Niemal każdego dnia świętokrzyscy policjanci informują o sposobach działania przestępców, którzy podszywają się pod członków rodziny lub funkcjonariuszy i w ten sposób wyłudzają pieniądze. Jak już informowaliśmy, ostrzeżeń nie posłuchał ostatnio 52-letni mieszkaniec Kielc, który w poniedziałkowe popołudnie stracił aż 34 tys. zł.
- Dał się zmanipulować oszustom, którzy sprokurowali to, że poszedł dwukrotnie do banku i wypłacił pieniądze. Później te pieniądze przekazał zupełnie obcym osobom – podkreśla Karol Macek, oficer prasowy Komendy Miejskiej Policji w Kielcach.
Niestety takich przypadków jest ostatnio coraz więcej, dlatego prawdziwi policjanci po raz kolejny ostrzegają przed oszustami i radzą zachować czujność.
- Po pierwsze policjanci nigdy nie mówią przez telefon o pieniądzach, ani nie proszą o ich przekazywanie.

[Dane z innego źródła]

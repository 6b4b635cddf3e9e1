// SPDX-License-Identifier: BUSL-1.1
// Copyright (c) 2026 Alfred Jean LLC

//! The per-worker scheduler state machine.
//!
//! One tick: heartbeat, drain commands, drain session events, gate on
//! pause/budget, decompose fresh roots, promote unblocked tasks, spawn
//! pending leaves up to capacity, dispatch notifications, detect idle.
//! The loop runs at the poll cadence with a consecutive-error governor;
//! three failed ticks flip the worker to error and exit.

use crate::aggregate;
use crate::decompose::Decomposer;
use crate::error::EngineError;
use crate::notify::Notifier;
use crate::pool::{AgentPool, PoolEvent};
use ovs_adapters::{ChatAdapter, ReasoningAdapter, ReasoningError};
use ovs_core::{
    Clock, Command, Config, Event, IdGen, ModelTier, Task, TaskConfig, TaskId, TaskResult,
    TaskStatus, WorkerId, WorkerRecord, WorkerStatus, MAX_TASK_DEPTH,
};
use ovs_store::{Store, StoreError};
use std::collections::HashMap;
use std::path::PathBuf;
use std::time::Duration;

/// Tick errors tolerated before the worker flips to error and exits.
pub const MAX_CONSECUTIVE_ERRORS: u32 = 3;

/// Grace given to in-flight sessions when a kill command drains the pool.
const KILL_DRAIN_GRACE: Duration = Duration::from_secs(5);

/// Scheduler tuning, extracted from [`Config`].
#[derive(Debug, Clone)]
pub struct SchedulerConfig {
    pub max_agents: usize,
    pub budget_usd: f64,
    pub default_model: ModelTier,
    pub poll_interval: Duration,
    pub agent_timeout: Duration,
    pub workspace: PathBuf,
}

impl SchedulerConfig {
    pub fn from_config(config: &Config, workspace: PathBuf) -> Self {
        Self {
            max_agents: config.max_agents,
            budget_usd: config.budget_usd,
            default_model: config.default_model,
            poll_interval: config.poll_interval,
            agent_timeout: config.agent_timeout,
            workspace,
        }
    }
}

/// Outcome of one tick.
#[derive(Debug, Clone, Copy, PartialEq, Eq)]
pub enum TickOutcome {
    Continue,
    /// All work done and notified; worker flipped dormant
    Idle,
    /// Kill command handled; worker flipped dormant
    Killed,
}

/// Why the scheduler loop returned.
#[derive(Debug, Clone, Copy, PartialEq, Eq)]
pub enum ExitReason {
    Idle,
    Killed,
    /// Consecutive-error governor tripped; worker flipped to error
    Fatal,
}

/// The per-project worker scheduler.
pub struct WorkerScheduler<R, C, K, I>
where
    R: ReasoningAdapter,
    C: ChatAdapter,
    K: Clock,
    I: IdGen,
{
    store: Store,
    worker_id: WorkerId,
    config: SchedulerConfig,
    pool: AgentPool<R>,
    decomposer: Decomposer<R>,
    notifier: Notifier<R, C>,
    clock: K,
    idgen: I,
    paused: bool,
    budget_notified: bool,
    consecutive_errors: u32,
}
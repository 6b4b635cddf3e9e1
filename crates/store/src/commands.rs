// SPDX-License-Identifier: BUSL-1.1
// Copyright (c) 2026 Alfred Jean LLC

//! Command queue: inserted by the chat relay, consumed once by the target
//! worker.

use crate::{Store, StoreError};
use ovs_core::{Command, CommandRecord, WorkerId};
use rusqlite::params;

impl Store {
    /// Insert a command for a worker. Ids are store-assigned, strictly
    /// increasing, never reissued.
    pub fn push_command(
        &self,
        worker_id: &WorkerId,
        command: &Command,
        now_ms: u64,
    ) -> Result<i64, StoreError> {
        let payload = serde_json::to_string(command)?;
        self.with_conn(|conn| {
            conn.execute(
                "INSERT INTO commands (worker_id, kind, payload, handled, created_at_ms) \
                 VALUES (?1, ?2, ?3, 0, ?4)",
                params![worker_id.as_str(), command.name(), payload, now_ms as i64],
            )?;
            Ok(conn.last_insert_rowid())
        })
    }

    /// Unhandled commands for a worker in insertion order. The caller
    /// marks each handled after its dispatch returns.
    pub fn unhandled_commands(
        &self,
        worker_id: &WorkerId,
    ) -> Result<Vec<CommandRecord>, StoreError> {
        self.with_conn(|conn| {
            let mut stmt = conn.prepare(
                "SELECT id, worker_id, payload, handled, created_at_ms FROM commands \
                 WHERE worker_id = ?1 AND handled = 0 ORDER BY id",
            )?;
            let rows = stmt.query_map(params![worker_id.as_str()], |row| {
                Ok((
                    row.get::<_, i64>("id")?,
                    row.get::<_, String>("worker_id")?,
                    row.get::<_, String>("payload")?,
                    row.get::<_, i64>("created_at_ms")?,
                ))
            })?;
            rows.map(|r| {
                let (id, worker_id, payload, created_at_ms) = r?;
                let command: Command = serde_json::from_str(&payload)?;
                Ok(CommandRecord {
                    id,
                    worker_id: WorkerId::new(worker_id),
                    command,
                    handled: false,
                    created_at_ms: created_at_ms as u64,
                })
            })
            .collect()
        })
    }

    /// Mark a command handled. Idempotent; handling is at-most-once
    /// because the dequeue only returns unhandled rows.
    pub fn mark_command_handled(&self, id: i64) -> Result<(), StoreError> {
        self.with_conn(|conn| {
            conn.execute("UPDATE commands SET handled = 1 WHERE id = ?1", params![id])?;
            Ok(())
        })
    }
}

#[cfg(test)]
#[path = "commands_tests.rs"]
mod tests;
// SPDX-License-Identifier: BUSL-1.1
// Copyright (c) 2026 Alfred Jean LLC

//! Process configuration from environment variables.
//!
//! All three process roles read the same variable set once at startup.
//! Paths default to subdirectories of the state directory so a single
//! `OVERSEER_STATE_DIR` override relocates everything.

use crate::task::ModelTier;
use std::path::PathBuf;
use std::time::Duration;
use thiserror::Error;

/// Errors from loading configuration
#[derive(Debug, Error)]
pub enum ConfigError {
    #[error("cannot determine home directory and OVERSEER_STATE_DIR is unset")]
    NoStateDir,
    #[error("{var}={value:?} is not a valid number")]
    InvalidNumber { var: String, value: String },
    #[error("{var}={value:?} is not a model tier (fast|standard|deep)")]
    InvalidModel { var: String, value: String },
}

/// Resolved configuration for one process.
#[derive(Debug, Clone)]
pub struct Config {
    /// Command line for the reasoning service entry point
    pub reasoning_cmd: String,
    /// Chat service credential; chat sends are disabled when unset
    pub chat_token: Option<String>,
    /// Chat service API base URL
    pub chat_api: Option<String>,
    pub state_dir: PathBuf,
    pub store_path: PathBuf,
    pub workspaces_dir: PathBuf,
    pub log_dir: PathBuf,
    pub pid_dir: PathBuf,
    pub skill_dir: PathBuf,
    /// Materialized per-worker env files live under here (mode 0600)
    pub runtime_dir: PathBuf,
    /// Worker binary override for the supervisor spawn protocol
    pub worker_binary: Option<PathBuf>,
    pub default_model: ModelTier,
    /// Concurrent agent sessions per worker
    pub max_agents: usize,
    pub agent_timeout: Duration,
    pub poll_interval: Duration,
    /// Per-worker budget cap in USD; 0 means unbounded
    pub budget_usd: f64,
    /// Chat users allowed to issue commands; empty rejects all
    pub allowed_users: Vec<String>,
}

impl Config {
    /// Load configuration from the environment.
    pub fn from_env() -> Result<Config, ConfigError> {
        let state_dir = match var("OVERSEER_STATE_DIR") {
            Some(dir) => PathBuf::from(dir),
            None => dirs::home_dir()
                .ok_or(ConfigError::NoStateDir)?
                .join(".overseer"),
        };

        let path_or = |name: &str, default: PathBuf| var(name).map(PathBuf::from).unwrap_or(default);

        Ok(Config {
            reasoning_cmd: var("OVERSEER_REASONING_CMD").unwrap_or_else(|| "claude".to_string()),
            chat_token: var("OVERSEER_CHAT_TOKEN"),
            chat_api: var("OVERSEER_CHAT_API"),
            store_path: path_or("OVERSEER_STORE_PATH", state_dir.join("overseer.db")),
            workspaces_dir: path_or("OVERSEER_WORKSPACES_DIR", state_dir.join("workspaces")),
            log_dir: path_or("OVERSEER_LOG_DIR", state_dir.join("logs")),
            pid_dir: path_or("OVERSEER_PID_DIR", state_dir.join("pids")),
            skill_dir: path_or("OVERSEER_SKILL_DIR", state_dir.join("skills")),
            runtime_dir: state_dir.join("runtime"),
            worker_binary: var("OVERSEER_WORKER_BINARY").map(PathBuf::from),
            default_model: model_var("OVERSEER_MODEL")?,
            max_agents: num_var("OVERSEER_MAX_AGENTS", 5)?,
            agent_timeout: Duration::from_millis(num_var("OVERSEER_AGENT_TIMEOUT_MS", 600_000)?),
            poll_interval: Duration::from_millis(num_var("OVERSEER_POLL_MS", 2_000)?),
            budget_usd: float_var("OVERSEER_BUDGET_USD", 0.0)?,
            allowed_users: list_var("OVERSEER_ALLOWED_USERS"),
            state_dir,
        })
    }

    /// Workspace directory for a worker name.
    pub fn workspace_for(&self, name: &str) -> PathBuf {
        self.workspaces_dir.join(name)
    }

    /// Pid file path for a worker name.
    pub fn pid_file_for(&self, name: &str) -> PathBuf {
        self.pid_dir.join(format!("{name}.pid"))
    }

    /// Materialized env file path for a worker id.
    pub fn env_file_for(&self, worker_id: &str) -> PathBuf {
        self.runtime_dir.join("env").join(format!("{worker_id}.env"))
    }

    /// Whether a chat user may issue commands. An empty allowlist rejects
    /// everyone.
    pub fn user_allowed(&self, user: &str) -> bool {
        self.allowed_users.iter().any(|u| u == user)
    }
}

fn var(name: &str) -> Option<String> {
    std::env::var(name).ok().filter(|v| !v.is_empty())
}

fn num_var<T: std::str::FromStr>(name: &str, default: T) -> Result<T, ConfigError> {
    match var(name) {
        None => Ok(default),
        Some(value) => value.parse().map_err(|_| ConfigError::InvalidNumber {
            var: name.to_string(),
            value,
        }),
    }
}

fn float_var(name: &str, default: f64) -> Result<f64, ConfigError> {
    num_var(name, default)
}

fn model_var(name: &str) -> Result<ModelTier, ConfigError> {
    match var(name) {
        None => Ok(ModelTier::default()),
        Some(value) => ModelTier::parse(&value).ok_or(ConfigError::InvalidModel {
            var: name.to_string(),
            value,
        }),
    }
}

fn list_var(name: &str) -> Vec<String> {
    var(name)
        .map(|v| {
            v.split(',')
                .map(|s| s.trim().to_string())
                .filter(|s| !s.is_empty())
                .collect()
        })
        .unwrap_or_default()
}

#[cfg(test)]
#[path = "config_tests.rs"]
mod tests;
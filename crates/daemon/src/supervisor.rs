// SPDX-License-Identifier: BUSL-1.1
// Copyright (c) 2026 Alfred Jean LLC

//! The supervisor scan loop.
//!
//! Every ~3s: reconcile spawned children against the store (respawning
//! stale dead workers, flagging fresh ones as errored to avoid spawn
//! storms), sweep dormant workers that still own open tasks, fire due
//! time triggers, and periodically sync capability and skill manifests.
//! Scan failures are logged and skipped; only store-open failure at
//! startup is fatal.

use crate::liveness::pid_alive;
use crate::spawn::{self, SpawnError};
use chrono::{DateTime, Utc};
use ovs_adapters::session::{tmux_available, SessionAdapter, TmuxAdapter};
use ovs_core::{
    firing_key, CapabilityPolicy, Clock, Config, CronSchedule, IdGen, SkillDescriptor, Task,
    TaskConfig, TaskId, WorkerId, WorkerRecord, WorkerStatus,
};
use ovs_store::{Store, StoreError};
use std::collections::HashMap;
use std::time::Duration;
use thiserror::Error;

/// Scan cadence.
pub const SCAN_INTERVAL: Duration = Duration::from_secs(3);

/// A dead worker whose record is older than this is respawned; fresher
/// records are marked error instead (spawn-storm guard).
pub const STALENESS_THRESHOLD_MS: u64 = 30_000;

/// Manifest sync runs every this many scans (~60s at the 3s cadence).
const MANIFEST_SYNC_EVERY: u64 = 20;

/// Errors from supervisor operations
#[derive(Debug, Error)]
pub enum SupervisorError {
    #[error(transparent)]
    Store(#[from] StoreError),
    #[error(transparent)]
    Spawn(#[from] SpawnError),
}

/// What child reconciliation decided for one active worker.
#[derive(Debug, Clone, Copy, PartialEq, Eq)]
pub enum ReconcileAction {
    /// Process (or session) is alive, or we already track a child
    Keep,
    /// Dead and stale: clear process fields and respawn
    Respawn,
    /// Dead but the record is fresh: flag error, do not respawn
    MarkError,
}

/// Pure reconciliation decision for an `active` worker with no tracked
/// child handle.
pub fn reconcile_action(
    pid_ok: bool,
    session_ok: bool,
    record_age_ms: u64,
) -> ReconcileAction {
    if pid_ok || session_ok {
        ReconcileAction::Keep
    } else if record_age_ms >= STALENESS_THRESHOLD_MS {
        ReconcileAction::Respawn
    } else {
        ReconcileAction::MarkError
    }
}

struct TrackedChild {
    child: Option<std::process::Child>,
    session: Option<String>,
}

/// The always-on supervisor.
pub struct Supervisor<K: Clock, I: IdGen> {
    store: Store,
    config: Config,
    clock: K,
    idgen: I,
    children: HashMap<WorkerId, TrackedChild>,
    use_tmux: bool,
    scans: u64,
}

impl<K: Clock, I: IdGen> Supervisor<K, I> {
    pub fn new(store: Store, config: Config, clock: K, idgen: I, use_tmux: bool) -> Self {
        Self {
            store,
            config,
            clock,
            idgen,
            children: HashMap::new(),
            use_tmux,
            scans: 0,
        }
    }

    /// Detect tmux once at startup.
    pub async fn detect_tmux() -> bool {
        tmux_available().await
    }

    /// Number of tracked child handles (for tests and status).
    pub fn tracked_count(&self) -> usize {
        self.children.len()
    }

    /// One scan. Individual step failures are logged and skipped so a
    /// flaky store read never wedges the loop.
    pub async fn tick(&mut self) {
        self.scans += 1;
        if let Err(e) = self.reconcile_children().await {
            tracing::warn!(error = %e, "child reconciliation failed, skipping");
        }
        if let Err(e) = self.sweep_dormant().await {
            tracing::warn!(error = %e, "dormant sweep failed, skipping");
        }
        if let Err(e) = self.fire_triggers().await {
            tracing::warn!(error = %e, "trigger firing failed, skipping");
        }
        if self.scans % MANIFEST_SYNC_EVERY == 1 {
            if let Err(e) = self.sync_manifests() {
                tracing::warn!(error = %e, "manifest sync failed, skipping");
            }
        }
    }

    /// Step 1: reconcile in-memory child handles and active records.
    async fn reconcile_children(&mut self) -> Result<(), SupervisorError> {
        // Discard handles whose process has exited
        let mut gone = Vec::new();
        for (worker_id, tracked) in self.children.iter_mut() {
            let alive = match (&mut tracked.child, &tracked.session) {
                (Some(child), _) => child.try_wait().map(|s| s.is_none()).unwrap_or(false),
                (None, Some(session)) => TmuxAdapter::new()
                    .is_alive(session)
                    .await
                    .unwrap_or(false),
                (None, None) => false,
            };
            if !alive {
                tracing::debug!(%worker_id, "tracked child exited");
                gone.push(worker_id.clone());
            }
        }
        for worker_id in gone {
            self.children.remove(&worker_id);
        }

        let now_ms = self.clock.epoch_ms();
        for worker in self.store.workers_with_status(WorkerStatus::Active)? {
            if self.children.contains_key(&worker.id) {
                continue;
            }
            let pid_ok = worker.pid.map(pid_alive).unwrap_or(false);
            let session_ok = match &worker.liveness_session {
                Some(session) if self.use_tmux => TmuxAdapter::new()
                    .is_alive(session)
                    .await
                    .unwrap_or(false),
                _ => false,
            };
            let age_ms = now_ms.saturating_sub(worker.updated_at_ms);

            match reconcile_action(pid_ok, session_ok, age_ms) {
                ReconcileAction::Keep => {}
                ReconcileAction::Respawn => {
                    tracing::warn!(
                        worker = %worker.name,
                        age_ms,
                        "active worker is dead and stale, respawning"
                    );
                    self.store
                        .set_worker_process(&worker.id, None, None, now_ms)?;
                    self.spawn(&worker).await;
                }
                ReconcileAction::MarkError => {
                    tracing::warn!(
                        worker = %worker.name,
                        age_ms,
                        "active worker is dead but fresh, marking error"
                    );
                    self.store
                        .set_worker_status(&worker.id, WorkerStatus::Error, now_ms)?;
                }
            }
        }
        Ok(())
    }

    /// Step 2: spawn a child for every dormant worker that still owns
    /// open tasks.
    async fn sweep_dormant(&mut self) -> Result<(), SupervisorError> {
        for worker in self.store.dormant_workers_with_open_tasks()? {
            if self.children.contains_key(&worker.id) {
                continue;
            }
            if worker.pid.map(pid_alive).unwrap_or(false) {
                // A live process already owns this record (it will flip
                // itself active); leave it alone
                continue;
            }
            tracing::info!(worker = %worker.name, "dormant worker owns open tasks, spawning");
            self.spawn(&worker).await;
        }
        Ok(())
    }

    /// Step 3: fire due time triggers by inserting idempotent root tasks.
    async fn fire_triggers(&mut self) -> Result<(), SupervisorError> {
        let now_ms = self.clock.epoch_ms();
        let Some(now_utc) = DateTime::<Utc>::from_timestamp_millis(now_ms as i64) else {
            return Ok(());
        };

        for trigger in self.store.due_triggers(now_ms)? {
            let schedule = match CronSchedule::parse(&trigger.schedule) {
                Ok(schedule) => schedule,
                Err(e) => {
                    tracing::warn!(
                        trigger_id = %trigger.id,
                        schedule = %trigger.schedule,
                        error = %e,
                        "invalid schedule, disabling trigger"
                    );
                    self.store.set_trigger_enabled(&trigger.id, false)?;
                    continue;
                }
            };

            let worker = self.store.get_or_create_worker(
                &WorkerId::new(self.idgen.next()),
                &trigger.worker_name,
                None,
                now_ms,
            )?;

            let mut config = TaskConfig::root(
                TaskId::new(self.idgen.next()),
                worker.id.clone(),
                trigger.title.clone(),
                trigger.prompt.clone(),
            );
            config.skills = trigger.skills.clone();
            config.capability = trigger.capability.clone();
            if let Some(model) = trigger.model {
                config.model = model;
            }
            config.idempotency_key = Some(firing_key(trigger.id.as_str(), now_utc));
            let task = Task::new(config, now_ms);
            let created_id = self.store.create_task(&task)?;
            if created_id == task.id {
                tracing::info!(trigger_id = %trigger.id, task_id = %created_id, "trigger fired");
            }

            // Dormant so the sweep picks it up; a live active worker
            // polls the new root itself
            if worker.status != WorkerStatus::Active {
                self.store
                    .set_worker_status(&worker.id, WorkerStatus::Dormant, now_ms)?;
            }

            let next_run_ms = schedule
                .next_after(now_utc)
                .map(|next| next.timestamp_millis() as u64);
            self.store
                .set_trigger_runs(&trigger.id, Some(now_ms), next_run_ms)?;
        }
        Ok(())
    }

    /// Step 4: upsert built-in capability policies and discovered skill
    /// descriptors. Cheap and idempotent.
    fn sync_manifests(&self) -> Result<(), SupervisorError> {
        for policy in CapabilityPolicy::builtin() {
            self.store.upsert_capability(&policy)?;
        }
        for skill in discover_skills(&self.config.skill_dir) {
            self.store.upsert_skill(&skill)?;
        }
        Ok(())
    }

    async fn spawn(&mut self, worker: &WorkerRecord) {
        let now_ms = self.clock.epoch_ms();
        match spawn::spawn_worker(&self.config, worker, self.use_tmux).await {
            Ok(outcome) => {
                if let Err(e) = self.store.set_worker_process(
                    &worker.id,
                    outcome.pid,
                    outcome.liveness_session.as_deref(),
                    now_ms,
                ) {
                    tracing::warn!(worker = %worker.name, error = %e, "failed to record spawn");
                }
                if let Err(e) =
                    self.store
                        .set_worker_status(&worker.id, WorkerStatus::Active, now_ms)
                {
                    tracing::warn!(worker = %worker.name, error = %e, "failed to activate worker");
                }
                self.children.insert(
                    worker.id.clone(),
                    TrackedChild {
                        child: outcome.child,
                        session: outcome.liveness_session,
                    },
                );
            }
            Err(e) => {
                tracing::error!(worker = %worker.name, error = %e, "worker spawn failed");
                let _ = self
                    .store
                    .set_worker_status(&worker.id, WorkerStatus::Error, now_ms);
            }
        }
    }
}

/// Scan the skill directory for `<name>.md` descriptors: the description
/// is the first non-empty line (leading `#` stripped), the body is the
/// whole file.
pub fn discover_skills(skill_dir: &std::path::Path) -> Vec<SkillDescriptor> {
    let Ok(entries) = std::fs::read_dir(skill_dir) else {
        return Vec::new();
    };
    let mut skills = Vec::new();
    for entry in entries.flatten() {
        let path = entry.path();
        if path.extension().and_then(|e| e.to_str()) != Some("md") {
            continue;
        }
        let Some(name) = path.file_stem().and_then(|s| s.to_str()) else {
            continue;
        };
        let Ok(body) = std::fs::read_to_string(&path) else {
            continue;
        };
        let description = body
            .lines()
            .map(|l| l.trim_start_matches('#').trim())
            .find(|l| !l.is_empty())
            .unwrap_or(name)
            .to_string();
        skills.push(SkillDescriptor {
            name: name.to_string(),
            description,
            body,
        });
    }
    skills.sort_by(|a, b| a.name.cmp(&b.name));
    skills
}

#[cfg(test)]
#[path = "supervisor_tests.rs"]
mod tests;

Co ważnie, nigdy też przez telefon nie mówią obcym osobom, że rozpracowują jakąś szajkę złodziei i proszą o pomoc. Nic takiego się nie dzieję – zaznacza rzecznik kieleckich funkcjonariuszy.
Jeśli więc otrzymamy telefon z takimi informacjami, od razu powinniśmy powiadomić prawdziwych policjantów.